__Exercise prompt__: Go through the lines below. Copy those with "FileResultStore".

__Records for the exercise__:
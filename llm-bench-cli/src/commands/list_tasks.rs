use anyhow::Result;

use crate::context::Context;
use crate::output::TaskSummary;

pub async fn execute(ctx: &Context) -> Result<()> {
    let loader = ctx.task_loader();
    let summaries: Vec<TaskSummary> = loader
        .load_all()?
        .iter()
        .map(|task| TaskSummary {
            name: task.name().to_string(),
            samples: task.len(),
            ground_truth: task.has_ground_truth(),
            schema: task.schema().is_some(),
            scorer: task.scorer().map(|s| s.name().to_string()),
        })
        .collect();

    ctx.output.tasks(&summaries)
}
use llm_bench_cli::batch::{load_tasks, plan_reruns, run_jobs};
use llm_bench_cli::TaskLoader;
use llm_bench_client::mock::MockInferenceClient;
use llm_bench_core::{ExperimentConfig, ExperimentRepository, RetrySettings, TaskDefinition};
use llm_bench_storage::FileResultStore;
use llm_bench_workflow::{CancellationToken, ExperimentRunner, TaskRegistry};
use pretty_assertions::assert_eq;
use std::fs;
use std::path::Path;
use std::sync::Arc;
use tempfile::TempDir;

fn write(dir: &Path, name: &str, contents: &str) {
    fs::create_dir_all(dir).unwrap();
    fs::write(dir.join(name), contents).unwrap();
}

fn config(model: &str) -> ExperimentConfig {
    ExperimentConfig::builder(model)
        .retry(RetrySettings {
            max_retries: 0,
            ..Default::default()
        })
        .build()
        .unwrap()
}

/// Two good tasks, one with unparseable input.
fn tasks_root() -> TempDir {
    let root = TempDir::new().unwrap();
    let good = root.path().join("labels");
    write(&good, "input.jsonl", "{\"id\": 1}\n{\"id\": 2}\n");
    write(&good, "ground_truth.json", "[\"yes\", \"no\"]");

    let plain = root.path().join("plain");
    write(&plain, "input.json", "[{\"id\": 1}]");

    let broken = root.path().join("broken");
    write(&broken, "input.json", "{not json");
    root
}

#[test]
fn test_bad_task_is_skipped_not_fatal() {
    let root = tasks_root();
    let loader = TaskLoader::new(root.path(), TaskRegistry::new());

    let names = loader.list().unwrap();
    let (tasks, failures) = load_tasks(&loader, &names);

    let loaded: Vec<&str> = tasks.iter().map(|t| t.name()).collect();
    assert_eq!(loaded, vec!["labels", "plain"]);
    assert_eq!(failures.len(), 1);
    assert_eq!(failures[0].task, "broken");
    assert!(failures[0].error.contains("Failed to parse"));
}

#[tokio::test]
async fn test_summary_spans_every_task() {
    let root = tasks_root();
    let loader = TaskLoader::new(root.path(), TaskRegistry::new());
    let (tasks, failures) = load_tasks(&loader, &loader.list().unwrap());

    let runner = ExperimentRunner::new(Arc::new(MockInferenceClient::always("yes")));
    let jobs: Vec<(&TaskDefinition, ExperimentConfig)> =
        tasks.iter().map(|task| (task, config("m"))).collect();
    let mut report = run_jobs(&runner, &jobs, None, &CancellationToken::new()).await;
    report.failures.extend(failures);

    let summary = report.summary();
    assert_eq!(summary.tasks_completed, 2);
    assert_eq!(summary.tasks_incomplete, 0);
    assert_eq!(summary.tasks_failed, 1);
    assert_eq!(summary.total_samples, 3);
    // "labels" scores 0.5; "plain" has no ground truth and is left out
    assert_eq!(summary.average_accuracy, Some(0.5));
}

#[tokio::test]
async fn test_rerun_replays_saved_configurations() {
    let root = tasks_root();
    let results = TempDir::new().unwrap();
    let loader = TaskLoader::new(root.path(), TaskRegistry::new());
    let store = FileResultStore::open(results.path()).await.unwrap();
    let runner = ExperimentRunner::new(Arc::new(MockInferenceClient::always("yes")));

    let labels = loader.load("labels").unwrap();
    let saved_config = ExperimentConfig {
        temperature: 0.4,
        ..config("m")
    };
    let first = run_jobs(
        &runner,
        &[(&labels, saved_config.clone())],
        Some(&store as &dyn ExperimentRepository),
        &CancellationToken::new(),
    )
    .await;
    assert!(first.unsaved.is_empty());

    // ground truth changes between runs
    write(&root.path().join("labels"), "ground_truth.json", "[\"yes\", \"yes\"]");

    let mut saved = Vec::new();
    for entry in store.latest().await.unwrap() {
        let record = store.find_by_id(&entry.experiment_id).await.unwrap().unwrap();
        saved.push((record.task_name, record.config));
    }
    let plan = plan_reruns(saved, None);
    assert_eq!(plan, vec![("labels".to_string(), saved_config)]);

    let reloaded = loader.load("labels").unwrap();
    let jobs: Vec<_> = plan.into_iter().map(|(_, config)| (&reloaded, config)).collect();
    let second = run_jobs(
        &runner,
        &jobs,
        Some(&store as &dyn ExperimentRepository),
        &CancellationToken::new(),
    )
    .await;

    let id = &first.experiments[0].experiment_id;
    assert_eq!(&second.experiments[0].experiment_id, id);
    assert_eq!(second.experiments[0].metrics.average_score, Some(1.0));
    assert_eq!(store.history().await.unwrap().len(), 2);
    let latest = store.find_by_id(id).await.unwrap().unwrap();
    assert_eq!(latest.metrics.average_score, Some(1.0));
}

__Solution to the problem__:
use llm_bench_storage::FileResultStore;
    let store = FileResultStore::open(results.path()).await.unwrap();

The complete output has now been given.